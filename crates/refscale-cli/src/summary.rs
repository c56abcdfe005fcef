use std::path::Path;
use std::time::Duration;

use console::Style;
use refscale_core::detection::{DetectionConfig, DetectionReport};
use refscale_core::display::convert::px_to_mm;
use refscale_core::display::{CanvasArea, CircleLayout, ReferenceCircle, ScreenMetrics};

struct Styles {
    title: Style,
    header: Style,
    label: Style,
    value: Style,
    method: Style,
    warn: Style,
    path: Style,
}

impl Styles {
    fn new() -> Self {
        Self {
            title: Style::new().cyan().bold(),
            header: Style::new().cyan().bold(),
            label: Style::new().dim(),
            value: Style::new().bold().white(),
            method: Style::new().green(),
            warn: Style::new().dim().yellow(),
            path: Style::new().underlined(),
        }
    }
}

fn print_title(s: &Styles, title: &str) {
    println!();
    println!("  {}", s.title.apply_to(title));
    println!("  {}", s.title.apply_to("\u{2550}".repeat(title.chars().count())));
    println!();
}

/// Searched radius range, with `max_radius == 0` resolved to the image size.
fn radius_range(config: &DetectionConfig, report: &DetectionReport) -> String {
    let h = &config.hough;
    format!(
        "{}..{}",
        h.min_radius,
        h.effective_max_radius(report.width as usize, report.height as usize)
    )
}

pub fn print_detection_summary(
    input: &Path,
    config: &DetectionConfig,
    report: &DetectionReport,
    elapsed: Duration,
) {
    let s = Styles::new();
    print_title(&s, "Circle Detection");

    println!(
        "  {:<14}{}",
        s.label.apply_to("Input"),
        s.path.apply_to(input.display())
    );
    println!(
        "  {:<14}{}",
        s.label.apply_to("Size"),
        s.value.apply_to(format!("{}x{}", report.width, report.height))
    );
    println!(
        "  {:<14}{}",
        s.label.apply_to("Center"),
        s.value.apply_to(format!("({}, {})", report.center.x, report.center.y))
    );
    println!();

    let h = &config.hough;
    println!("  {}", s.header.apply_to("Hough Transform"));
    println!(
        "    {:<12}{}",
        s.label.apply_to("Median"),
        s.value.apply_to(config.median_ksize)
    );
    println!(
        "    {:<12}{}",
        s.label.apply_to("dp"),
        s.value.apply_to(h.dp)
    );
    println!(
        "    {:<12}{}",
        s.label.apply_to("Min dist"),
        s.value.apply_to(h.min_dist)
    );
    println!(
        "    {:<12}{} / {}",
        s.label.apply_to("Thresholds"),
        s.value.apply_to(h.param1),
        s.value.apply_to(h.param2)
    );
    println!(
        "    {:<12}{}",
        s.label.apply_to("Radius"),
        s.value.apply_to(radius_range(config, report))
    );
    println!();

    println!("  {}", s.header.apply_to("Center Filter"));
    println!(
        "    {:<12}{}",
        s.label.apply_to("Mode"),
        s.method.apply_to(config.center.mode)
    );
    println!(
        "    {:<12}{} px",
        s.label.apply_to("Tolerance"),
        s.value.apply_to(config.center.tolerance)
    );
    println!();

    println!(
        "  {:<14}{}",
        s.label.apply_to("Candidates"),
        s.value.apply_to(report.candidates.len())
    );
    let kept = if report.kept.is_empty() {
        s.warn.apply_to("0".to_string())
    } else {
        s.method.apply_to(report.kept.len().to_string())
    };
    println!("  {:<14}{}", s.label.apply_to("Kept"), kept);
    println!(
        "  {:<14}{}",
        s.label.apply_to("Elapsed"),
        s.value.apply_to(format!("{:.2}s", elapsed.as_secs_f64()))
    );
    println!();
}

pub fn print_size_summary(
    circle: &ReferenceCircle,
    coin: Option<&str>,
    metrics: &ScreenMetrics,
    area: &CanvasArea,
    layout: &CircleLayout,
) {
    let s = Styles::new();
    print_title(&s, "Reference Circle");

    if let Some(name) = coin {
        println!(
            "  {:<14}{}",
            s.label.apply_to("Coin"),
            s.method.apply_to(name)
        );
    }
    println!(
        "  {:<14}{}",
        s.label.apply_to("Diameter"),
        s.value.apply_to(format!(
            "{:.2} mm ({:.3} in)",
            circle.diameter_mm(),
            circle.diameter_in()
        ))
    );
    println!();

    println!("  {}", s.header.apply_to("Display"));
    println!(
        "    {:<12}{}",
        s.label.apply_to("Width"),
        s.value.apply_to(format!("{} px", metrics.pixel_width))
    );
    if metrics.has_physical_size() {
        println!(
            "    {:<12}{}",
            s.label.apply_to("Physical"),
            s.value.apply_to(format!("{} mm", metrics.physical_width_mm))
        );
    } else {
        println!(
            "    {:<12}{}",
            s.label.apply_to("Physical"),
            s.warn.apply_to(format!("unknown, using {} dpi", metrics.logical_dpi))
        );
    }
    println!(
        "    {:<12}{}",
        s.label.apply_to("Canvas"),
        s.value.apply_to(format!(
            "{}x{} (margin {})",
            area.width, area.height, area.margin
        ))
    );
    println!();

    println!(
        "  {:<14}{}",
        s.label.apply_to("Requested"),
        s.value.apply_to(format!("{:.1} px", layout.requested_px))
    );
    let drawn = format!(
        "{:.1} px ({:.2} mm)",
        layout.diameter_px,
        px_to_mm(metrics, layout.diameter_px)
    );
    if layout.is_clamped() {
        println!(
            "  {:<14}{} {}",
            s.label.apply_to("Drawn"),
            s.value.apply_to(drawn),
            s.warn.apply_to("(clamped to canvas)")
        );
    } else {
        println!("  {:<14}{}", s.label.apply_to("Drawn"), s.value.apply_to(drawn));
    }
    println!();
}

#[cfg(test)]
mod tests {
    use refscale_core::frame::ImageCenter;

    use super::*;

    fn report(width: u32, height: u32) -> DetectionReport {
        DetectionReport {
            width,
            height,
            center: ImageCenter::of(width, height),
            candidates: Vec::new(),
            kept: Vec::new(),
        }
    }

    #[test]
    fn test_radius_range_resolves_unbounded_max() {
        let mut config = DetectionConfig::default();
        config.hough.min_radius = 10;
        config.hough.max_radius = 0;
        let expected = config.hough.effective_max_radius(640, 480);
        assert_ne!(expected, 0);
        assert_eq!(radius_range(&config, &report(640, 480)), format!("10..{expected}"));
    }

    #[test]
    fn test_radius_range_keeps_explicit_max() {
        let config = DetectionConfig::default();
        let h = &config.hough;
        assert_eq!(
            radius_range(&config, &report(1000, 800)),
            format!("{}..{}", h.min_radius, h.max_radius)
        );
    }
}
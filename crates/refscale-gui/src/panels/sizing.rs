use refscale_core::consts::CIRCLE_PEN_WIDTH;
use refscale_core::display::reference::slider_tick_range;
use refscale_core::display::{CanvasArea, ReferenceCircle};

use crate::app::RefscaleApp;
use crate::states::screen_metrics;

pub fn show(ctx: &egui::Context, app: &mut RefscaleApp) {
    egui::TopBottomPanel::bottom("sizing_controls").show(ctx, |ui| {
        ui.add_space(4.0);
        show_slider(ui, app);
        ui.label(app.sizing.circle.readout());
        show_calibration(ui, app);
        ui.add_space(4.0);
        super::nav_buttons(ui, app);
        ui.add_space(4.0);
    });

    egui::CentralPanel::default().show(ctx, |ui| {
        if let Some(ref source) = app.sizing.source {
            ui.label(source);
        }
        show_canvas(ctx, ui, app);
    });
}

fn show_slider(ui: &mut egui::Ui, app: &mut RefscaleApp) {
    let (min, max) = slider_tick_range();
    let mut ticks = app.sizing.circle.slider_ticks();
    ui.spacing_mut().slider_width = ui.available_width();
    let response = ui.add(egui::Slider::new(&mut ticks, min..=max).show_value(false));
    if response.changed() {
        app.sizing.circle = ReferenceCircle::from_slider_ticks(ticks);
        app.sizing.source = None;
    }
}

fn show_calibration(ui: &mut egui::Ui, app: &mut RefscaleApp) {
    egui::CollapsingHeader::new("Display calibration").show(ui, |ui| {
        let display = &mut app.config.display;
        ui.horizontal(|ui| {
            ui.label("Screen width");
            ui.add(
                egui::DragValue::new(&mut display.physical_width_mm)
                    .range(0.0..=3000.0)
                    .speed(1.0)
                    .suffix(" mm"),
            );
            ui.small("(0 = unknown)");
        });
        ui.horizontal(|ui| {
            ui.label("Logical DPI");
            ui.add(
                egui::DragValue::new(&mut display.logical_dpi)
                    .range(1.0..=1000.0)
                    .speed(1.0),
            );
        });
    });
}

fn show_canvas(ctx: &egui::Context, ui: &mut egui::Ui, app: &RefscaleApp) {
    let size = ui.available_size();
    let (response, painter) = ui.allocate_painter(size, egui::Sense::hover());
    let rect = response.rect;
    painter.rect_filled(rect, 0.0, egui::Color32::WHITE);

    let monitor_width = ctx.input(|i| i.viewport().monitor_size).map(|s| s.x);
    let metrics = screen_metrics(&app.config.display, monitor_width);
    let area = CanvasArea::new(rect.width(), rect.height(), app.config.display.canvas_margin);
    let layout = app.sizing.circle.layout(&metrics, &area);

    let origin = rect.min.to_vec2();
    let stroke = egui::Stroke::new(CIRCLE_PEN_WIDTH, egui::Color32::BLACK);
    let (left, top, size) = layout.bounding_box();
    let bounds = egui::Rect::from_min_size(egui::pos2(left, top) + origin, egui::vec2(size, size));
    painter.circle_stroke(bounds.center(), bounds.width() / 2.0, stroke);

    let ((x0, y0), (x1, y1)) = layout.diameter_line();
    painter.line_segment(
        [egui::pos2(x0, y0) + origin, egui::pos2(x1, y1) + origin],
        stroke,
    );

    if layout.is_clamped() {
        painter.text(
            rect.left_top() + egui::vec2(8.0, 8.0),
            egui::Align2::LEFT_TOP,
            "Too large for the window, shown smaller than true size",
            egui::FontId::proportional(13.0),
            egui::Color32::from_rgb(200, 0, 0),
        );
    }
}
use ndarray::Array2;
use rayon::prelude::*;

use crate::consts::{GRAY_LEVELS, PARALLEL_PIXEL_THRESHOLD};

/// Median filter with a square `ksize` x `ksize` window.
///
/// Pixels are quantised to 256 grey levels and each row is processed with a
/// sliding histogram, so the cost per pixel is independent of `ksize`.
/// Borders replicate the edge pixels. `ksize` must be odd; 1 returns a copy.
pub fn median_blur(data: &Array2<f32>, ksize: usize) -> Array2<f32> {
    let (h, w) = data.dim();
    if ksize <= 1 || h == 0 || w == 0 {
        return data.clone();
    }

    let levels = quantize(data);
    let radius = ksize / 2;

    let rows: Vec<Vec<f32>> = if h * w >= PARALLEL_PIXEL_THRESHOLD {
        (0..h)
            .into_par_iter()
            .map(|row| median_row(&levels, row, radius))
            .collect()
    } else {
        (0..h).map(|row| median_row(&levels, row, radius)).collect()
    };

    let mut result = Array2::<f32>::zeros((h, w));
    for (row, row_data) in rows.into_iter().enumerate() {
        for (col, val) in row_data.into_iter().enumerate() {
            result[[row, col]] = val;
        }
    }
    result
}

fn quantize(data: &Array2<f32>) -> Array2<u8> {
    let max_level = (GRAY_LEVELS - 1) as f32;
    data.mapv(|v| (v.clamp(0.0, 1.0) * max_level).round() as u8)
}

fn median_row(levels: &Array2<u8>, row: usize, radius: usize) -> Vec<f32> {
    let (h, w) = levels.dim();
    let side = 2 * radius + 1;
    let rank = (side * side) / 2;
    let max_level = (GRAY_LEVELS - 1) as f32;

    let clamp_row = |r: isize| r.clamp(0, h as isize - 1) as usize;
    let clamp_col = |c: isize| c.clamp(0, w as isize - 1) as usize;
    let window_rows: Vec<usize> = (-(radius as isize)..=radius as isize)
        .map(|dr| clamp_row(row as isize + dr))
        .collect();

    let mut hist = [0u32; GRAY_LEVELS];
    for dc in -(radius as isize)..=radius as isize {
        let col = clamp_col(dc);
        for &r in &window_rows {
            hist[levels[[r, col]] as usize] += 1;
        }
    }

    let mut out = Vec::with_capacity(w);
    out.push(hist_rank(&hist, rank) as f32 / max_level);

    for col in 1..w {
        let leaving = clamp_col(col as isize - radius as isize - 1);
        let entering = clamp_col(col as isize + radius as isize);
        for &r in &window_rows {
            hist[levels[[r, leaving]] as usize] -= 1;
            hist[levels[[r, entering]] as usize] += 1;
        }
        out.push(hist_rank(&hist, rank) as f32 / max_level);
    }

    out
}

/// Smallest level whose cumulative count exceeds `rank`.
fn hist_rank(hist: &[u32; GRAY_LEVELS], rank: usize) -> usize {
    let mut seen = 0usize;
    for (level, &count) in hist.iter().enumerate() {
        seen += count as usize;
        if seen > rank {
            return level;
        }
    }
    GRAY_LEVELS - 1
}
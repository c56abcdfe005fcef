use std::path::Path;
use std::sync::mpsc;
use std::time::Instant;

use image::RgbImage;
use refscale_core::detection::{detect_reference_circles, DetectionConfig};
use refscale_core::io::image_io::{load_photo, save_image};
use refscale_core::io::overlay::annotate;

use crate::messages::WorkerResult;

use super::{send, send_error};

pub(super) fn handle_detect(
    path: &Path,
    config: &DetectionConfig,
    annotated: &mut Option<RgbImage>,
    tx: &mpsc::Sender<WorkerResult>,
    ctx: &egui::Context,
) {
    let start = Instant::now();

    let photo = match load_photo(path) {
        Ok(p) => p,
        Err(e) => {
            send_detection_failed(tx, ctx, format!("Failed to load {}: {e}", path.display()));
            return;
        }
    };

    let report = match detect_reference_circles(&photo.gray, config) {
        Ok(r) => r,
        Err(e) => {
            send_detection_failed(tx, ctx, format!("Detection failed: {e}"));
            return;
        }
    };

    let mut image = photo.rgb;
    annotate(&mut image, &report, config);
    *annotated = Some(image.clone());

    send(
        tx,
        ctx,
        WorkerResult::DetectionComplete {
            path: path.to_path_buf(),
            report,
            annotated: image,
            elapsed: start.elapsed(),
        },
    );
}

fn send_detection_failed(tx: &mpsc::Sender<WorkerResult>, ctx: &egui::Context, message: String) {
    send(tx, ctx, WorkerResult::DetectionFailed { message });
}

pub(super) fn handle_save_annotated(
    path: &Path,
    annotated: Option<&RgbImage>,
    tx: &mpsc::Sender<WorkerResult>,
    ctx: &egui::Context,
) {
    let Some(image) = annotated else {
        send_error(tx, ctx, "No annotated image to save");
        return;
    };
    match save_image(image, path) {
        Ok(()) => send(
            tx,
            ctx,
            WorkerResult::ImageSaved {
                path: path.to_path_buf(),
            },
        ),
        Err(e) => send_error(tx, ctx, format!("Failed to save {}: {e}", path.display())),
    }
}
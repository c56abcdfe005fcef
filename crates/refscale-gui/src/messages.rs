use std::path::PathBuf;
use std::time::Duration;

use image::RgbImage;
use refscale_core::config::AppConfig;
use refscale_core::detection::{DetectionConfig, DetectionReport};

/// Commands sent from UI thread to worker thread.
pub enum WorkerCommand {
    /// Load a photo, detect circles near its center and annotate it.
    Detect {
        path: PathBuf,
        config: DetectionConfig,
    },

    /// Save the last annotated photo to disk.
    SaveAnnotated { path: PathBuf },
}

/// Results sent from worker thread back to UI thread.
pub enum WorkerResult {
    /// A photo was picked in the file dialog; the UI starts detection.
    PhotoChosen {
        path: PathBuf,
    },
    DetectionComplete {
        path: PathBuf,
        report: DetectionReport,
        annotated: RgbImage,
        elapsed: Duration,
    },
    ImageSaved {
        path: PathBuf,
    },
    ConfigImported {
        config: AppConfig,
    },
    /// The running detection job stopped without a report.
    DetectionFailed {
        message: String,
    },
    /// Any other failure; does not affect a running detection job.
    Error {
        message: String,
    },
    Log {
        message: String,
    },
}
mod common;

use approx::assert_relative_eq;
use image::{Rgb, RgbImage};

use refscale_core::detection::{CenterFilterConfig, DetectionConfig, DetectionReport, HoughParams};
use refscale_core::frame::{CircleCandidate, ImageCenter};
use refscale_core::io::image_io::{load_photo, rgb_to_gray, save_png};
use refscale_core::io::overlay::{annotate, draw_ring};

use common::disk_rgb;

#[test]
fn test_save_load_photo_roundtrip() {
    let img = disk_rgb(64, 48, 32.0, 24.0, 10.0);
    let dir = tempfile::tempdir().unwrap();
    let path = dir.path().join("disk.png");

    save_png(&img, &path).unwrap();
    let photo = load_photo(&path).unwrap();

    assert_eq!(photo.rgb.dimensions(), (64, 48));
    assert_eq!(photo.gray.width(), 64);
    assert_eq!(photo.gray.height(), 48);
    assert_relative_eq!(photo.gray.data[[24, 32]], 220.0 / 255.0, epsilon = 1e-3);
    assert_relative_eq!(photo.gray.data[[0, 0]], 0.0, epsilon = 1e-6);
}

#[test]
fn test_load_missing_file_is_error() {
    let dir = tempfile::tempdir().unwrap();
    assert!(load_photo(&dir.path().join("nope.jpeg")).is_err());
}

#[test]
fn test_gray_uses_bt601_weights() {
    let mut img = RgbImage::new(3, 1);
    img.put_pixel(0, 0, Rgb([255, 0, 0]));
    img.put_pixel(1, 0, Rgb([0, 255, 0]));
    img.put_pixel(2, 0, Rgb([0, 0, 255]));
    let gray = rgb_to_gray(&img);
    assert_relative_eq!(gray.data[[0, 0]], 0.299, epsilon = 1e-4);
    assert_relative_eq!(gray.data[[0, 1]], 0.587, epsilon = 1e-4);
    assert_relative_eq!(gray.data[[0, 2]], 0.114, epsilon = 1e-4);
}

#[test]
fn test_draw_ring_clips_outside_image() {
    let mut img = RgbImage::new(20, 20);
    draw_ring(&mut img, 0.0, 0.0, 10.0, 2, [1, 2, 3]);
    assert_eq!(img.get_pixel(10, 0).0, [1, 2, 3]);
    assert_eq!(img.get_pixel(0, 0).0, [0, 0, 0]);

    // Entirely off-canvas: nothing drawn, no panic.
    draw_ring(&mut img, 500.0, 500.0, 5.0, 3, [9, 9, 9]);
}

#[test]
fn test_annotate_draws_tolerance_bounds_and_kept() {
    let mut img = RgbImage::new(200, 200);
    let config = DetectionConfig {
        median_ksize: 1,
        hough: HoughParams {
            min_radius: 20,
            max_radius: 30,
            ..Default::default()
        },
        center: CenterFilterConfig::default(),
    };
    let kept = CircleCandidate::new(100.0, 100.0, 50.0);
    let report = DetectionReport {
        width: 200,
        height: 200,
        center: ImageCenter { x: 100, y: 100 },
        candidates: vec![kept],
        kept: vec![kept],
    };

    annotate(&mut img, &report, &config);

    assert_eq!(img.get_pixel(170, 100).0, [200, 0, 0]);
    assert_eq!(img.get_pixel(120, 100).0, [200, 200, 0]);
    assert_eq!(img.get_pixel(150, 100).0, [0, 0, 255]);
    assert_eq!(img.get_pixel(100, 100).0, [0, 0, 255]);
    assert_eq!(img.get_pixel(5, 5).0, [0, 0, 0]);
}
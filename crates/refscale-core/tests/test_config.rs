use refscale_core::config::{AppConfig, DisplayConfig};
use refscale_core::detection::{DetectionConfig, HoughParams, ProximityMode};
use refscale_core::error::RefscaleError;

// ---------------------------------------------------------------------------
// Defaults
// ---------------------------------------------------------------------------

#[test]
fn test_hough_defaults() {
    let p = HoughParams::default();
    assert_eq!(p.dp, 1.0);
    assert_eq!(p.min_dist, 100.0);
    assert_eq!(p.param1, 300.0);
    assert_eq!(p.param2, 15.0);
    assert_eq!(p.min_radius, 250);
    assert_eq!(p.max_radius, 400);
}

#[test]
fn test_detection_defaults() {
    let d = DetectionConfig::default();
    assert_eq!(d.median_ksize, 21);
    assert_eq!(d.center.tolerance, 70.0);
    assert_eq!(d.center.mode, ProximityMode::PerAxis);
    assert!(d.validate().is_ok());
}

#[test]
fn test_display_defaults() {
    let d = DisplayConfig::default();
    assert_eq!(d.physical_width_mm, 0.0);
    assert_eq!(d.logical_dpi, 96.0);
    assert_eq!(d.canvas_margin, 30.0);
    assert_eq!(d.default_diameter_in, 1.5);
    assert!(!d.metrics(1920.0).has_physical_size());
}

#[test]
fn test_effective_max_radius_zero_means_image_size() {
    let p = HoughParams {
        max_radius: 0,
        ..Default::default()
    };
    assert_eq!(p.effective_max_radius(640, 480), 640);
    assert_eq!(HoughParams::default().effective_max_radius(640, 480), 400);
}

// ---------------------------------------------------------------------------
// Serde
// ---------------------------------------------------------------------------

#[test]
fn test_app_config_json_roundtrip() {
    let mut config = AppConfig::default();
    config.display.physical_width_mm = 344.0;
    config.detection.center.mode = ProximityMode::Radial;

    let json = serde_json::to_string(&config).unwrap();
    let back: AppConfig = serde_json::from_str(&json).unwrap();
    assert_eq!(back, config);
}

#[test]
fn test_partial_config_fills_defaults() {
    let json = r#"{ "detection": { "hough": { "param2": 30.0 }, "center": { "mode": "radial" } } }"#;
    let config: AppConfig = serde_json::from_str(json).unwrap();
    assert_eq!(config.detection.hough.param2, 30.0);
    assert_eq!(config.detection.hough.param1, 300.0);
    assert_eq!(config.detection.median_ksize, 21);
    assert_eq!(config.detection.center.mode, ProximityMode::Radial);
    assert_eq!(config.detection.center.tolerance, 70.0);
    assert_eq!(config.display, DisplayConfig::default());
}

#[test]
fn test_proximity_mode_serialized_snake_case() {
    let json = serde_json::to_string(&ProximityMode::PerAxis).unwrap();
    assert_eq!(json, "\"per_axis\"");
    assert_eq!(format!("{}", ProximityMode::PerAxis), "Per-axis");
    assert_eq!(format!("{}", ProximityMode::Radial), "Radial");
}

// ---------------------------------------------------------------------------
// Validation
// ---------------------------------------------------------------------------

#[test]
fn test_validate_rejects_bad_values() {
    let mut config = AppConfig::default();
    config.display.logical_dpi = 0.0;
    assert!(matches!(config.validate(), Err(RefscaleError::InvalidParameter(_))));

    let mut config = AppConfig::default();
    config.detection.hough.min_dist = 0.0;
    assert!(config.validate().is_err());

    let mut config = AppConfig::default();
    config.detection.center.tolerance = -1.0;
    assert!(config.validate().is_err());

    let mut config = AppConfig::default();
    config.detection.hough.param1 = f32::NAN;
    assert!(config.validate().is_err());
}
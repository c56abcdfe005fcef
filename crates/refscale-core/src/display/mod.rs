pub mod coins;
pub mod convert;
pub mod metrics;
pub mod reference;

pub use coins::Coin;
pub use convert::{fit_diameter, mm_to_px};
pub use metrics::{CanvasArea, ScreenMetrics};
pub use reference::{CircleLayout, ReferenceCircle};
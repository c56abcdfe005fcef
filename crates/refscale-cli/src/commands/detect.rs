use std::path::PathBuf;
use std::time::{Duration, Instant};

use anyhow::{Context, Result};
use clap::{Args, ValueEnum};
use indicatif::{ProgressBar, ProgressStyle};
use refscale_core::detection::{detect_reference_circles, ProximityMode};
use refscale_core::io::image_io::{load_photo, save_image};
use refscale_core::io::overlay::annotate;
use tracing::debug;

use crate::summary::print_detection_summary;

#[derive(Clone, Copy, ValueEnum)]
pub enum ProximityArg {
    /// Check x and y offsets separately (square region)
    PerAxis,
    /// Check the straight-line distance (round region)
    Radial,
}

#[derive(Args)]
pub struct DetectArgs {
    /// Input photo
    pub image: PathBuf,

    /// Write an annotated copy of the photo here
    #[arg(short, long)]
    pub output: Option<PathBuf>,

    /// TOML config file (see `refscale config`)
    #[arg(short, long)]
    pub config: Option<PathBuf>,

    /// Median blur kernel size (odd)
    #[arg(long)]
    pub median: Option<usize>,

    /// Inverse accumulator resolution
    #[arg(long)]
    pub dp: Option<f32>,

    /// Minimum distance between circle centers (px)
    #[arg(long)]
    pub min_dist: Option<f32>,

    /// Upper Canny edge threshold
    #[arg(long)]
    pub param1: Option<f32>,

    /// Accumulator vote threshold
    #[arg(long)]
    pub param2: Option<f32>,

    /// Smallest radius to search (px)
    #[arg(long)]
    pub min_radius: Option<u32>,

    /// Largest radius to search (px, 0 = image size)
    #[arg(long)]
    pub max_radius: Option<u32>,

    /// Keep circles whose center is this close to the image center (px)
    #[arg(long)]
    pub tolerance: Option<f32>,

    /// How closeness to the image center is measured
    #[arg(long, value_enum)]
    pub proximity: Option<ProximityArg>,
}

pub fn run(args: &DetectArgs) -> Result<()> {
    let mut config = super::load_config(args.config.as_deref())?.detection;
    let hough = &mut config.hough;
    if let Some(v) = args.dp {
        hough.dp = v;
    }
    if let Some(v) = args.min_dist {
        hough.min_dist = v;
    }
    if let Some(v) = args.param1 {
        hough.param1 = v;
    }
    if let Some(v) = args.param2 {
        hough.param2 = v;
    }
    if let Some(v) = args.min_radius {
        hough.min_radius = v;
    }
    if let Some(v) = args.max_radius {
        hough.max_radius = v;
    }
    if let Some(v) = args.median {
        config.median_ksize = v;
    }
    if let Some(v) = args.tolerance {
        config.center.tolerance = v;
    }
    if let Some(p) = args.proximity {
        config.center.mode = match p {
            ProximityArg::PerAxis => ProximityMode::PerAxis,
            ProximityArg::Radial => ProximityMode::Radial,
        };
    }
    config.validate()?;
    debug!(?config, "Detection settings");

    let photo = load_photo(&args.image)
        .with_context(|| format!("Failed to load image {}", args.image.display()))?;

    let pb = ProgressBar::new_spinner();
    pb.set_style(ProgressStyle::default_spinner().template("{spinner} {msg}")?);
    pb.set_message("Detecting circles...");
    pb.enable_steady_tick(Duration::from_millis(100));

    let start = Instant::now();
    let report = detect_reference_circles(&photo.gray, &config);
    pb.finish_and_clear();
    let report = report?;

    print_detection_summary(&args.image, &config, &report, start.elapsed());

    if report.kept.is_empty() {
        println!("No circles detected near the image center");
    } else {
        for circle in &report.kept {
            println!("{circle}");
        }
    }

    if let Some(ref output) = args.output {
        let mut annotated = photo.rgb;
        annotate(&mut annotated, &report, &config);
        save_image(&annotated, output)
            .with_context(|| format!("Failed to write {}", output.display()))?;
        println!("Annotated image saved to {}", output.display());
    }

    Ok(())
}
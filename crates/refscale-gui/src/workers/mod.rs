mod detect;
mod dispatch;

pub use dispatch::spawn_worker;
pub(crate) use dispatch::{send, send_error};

▶ [Required action] Look above for the line holding "if let Some(v) = args.max_radius" and the line holding "let report = report?;", then output exactly those two lines and every line between them, nothing more.

▶ [Answer space]
    if let Some(v) = args.max_radius {
        hough.max_radius = v;
    }
    if let Some(v) = args.median {
        config.median_ksize = v;
    }
    if let Some(v) = args.tolerance {
        config.center.tolerance = v;
    }
    if let Some(p) = args.proximity {
        config.center.mode = match p {
            ProximityArg::PerAxis => ProximityMode::PerAxis,
            ProximityArg::Radial => ProximityMode::Radial,
        };
    }
    config.validate()?;
    debug!(?config, "Detection settings");

    let photo = load_photo(&args.image)
        .with_context(|| format!("Failed to load image {}", args.image.display()))?;

    let pb = ProgressBar::new_spinner();
    pb.set_style(ProgressStyle::default_spinner().template("{spinner} {msg}")?);
    pb.set_message("Detecting circles...");
    pb.enable_steady_tick(Duration::from_millis(100));

    let start = Instant::now();
    let report = detect_reference_circles(&photo.gray, &config);
    pb.finish_and_clear();
    let report = report?;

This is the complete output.